**Activity**.
Only the lines from the one holding "1 NAME Responsible Person\n\" to the final line of the material below belong in the answer, transcribed exactly.

**The data**.
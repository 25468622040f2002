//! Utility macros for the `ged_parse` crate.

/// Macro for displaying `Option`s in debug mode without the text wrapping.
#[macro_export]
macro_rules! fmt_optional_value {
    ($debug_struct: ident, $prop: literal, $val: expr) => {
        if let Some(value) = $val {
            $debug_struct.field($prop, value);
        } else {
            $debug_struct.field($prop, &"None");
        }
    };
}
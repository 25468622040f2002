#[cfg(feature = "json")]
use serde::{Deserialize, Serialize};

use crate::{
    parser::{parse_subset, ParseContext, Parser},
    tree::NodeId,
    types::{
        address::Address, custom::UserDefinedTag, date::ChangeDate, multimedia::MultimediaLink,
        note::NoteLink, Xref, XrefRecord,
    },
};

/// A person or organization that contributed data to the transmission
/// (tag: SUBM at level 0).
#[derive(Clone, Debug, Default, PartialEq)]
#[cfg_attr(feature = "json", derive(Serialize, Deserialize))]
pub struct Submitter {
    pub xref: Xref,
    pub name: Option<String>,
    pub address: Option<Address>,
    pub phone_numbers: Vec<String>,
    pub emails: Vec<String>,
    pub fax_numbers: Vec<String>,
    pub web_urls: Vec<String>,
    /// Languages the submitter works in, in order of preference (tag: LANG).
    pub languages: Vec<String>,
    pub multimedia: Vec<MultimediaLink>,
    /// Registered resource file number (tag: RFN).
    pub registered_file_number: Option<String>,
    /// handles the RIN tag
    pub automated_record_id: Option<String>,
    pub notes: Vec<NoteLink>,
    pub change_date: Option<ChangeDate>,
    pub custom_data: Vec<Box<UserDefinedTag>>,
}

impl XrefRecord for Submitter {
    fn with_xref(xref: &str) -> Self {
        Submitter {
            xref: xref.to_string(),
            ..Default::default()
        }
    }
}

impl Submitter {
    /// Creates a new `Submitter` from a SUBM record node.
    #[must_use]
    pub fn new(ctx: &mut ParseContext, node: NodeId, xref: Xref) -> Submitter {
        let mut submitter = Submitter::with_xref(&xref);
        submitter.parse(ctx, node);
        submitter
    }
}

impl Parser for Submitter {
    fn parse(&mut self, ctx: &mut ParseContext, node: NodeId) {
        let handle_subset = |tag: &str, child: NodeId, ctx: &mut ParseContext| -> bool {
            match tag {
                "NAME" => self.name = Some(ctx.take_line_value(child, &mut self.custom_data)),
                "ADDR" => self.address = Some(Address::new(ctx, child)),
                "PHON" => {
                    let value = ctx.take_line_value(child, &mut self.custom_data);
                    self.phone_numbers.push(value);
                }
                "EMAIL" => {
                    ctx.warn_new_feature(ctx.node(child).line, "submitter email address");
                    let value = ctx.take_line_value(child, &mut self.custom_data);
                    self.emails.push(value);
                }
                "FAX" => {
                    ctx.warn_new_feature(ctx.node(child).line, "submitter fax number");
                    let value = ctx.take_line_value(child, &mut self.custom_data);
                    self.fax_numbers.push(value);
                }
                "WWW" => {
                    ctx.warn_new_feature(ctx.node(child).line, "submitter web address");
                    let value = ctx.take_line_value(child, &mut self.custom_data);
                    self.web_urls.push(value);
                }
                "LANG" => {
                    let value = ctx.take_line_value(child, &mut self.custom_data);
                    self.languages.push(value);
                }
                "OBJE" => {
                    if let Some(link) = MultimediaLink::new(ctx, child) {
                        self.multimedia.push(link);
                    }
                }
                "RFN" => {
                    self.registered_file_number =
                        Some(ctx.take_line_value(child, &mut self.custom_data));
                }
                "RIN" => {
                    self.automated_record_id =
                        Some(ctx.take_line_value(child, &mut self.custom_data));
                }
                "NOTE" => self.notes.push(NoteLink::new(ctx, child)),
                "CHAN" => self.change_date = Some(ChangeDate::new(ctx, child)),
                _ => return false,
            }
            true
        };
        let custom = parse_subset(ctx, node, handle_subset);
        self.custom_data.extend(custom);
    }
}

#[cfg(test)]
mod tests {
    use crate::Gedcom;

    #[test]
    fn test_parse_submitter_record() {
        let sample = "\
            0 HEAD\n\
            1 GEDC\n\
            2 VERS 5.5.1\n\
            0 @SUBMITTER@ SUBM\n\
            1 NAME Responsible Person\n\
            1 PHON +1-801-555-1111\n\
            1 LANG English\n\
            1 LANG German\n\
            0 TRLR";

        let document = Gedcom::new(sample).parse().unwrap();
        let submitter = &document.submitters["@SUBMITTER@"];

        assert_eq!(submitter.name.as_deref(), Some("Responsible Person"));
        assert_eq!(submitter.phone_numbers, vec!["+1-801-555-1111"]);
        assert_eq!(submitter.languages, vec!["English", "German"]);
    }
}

**Solution below**.
            1 NAME Responsible Person\n\
            1 PHON +1-801-555-1111\n\
            1 LANG English\n\
            1 LANG German\n\
            0 TRLR";

        let document = Gedcom::new(sample).parse().unwrap();
        let submitter = &document.submitters["@SUBMITTER@"];

        assert_eq!(submitter.name.as_deref(), Some("Responsible Person"));
        assert_eq!(submitter.phone_numbers, vec!["+1-801-555-1111"]);
        assert_eq!(submitter.languages, vec!["English", "German"]);
    }
}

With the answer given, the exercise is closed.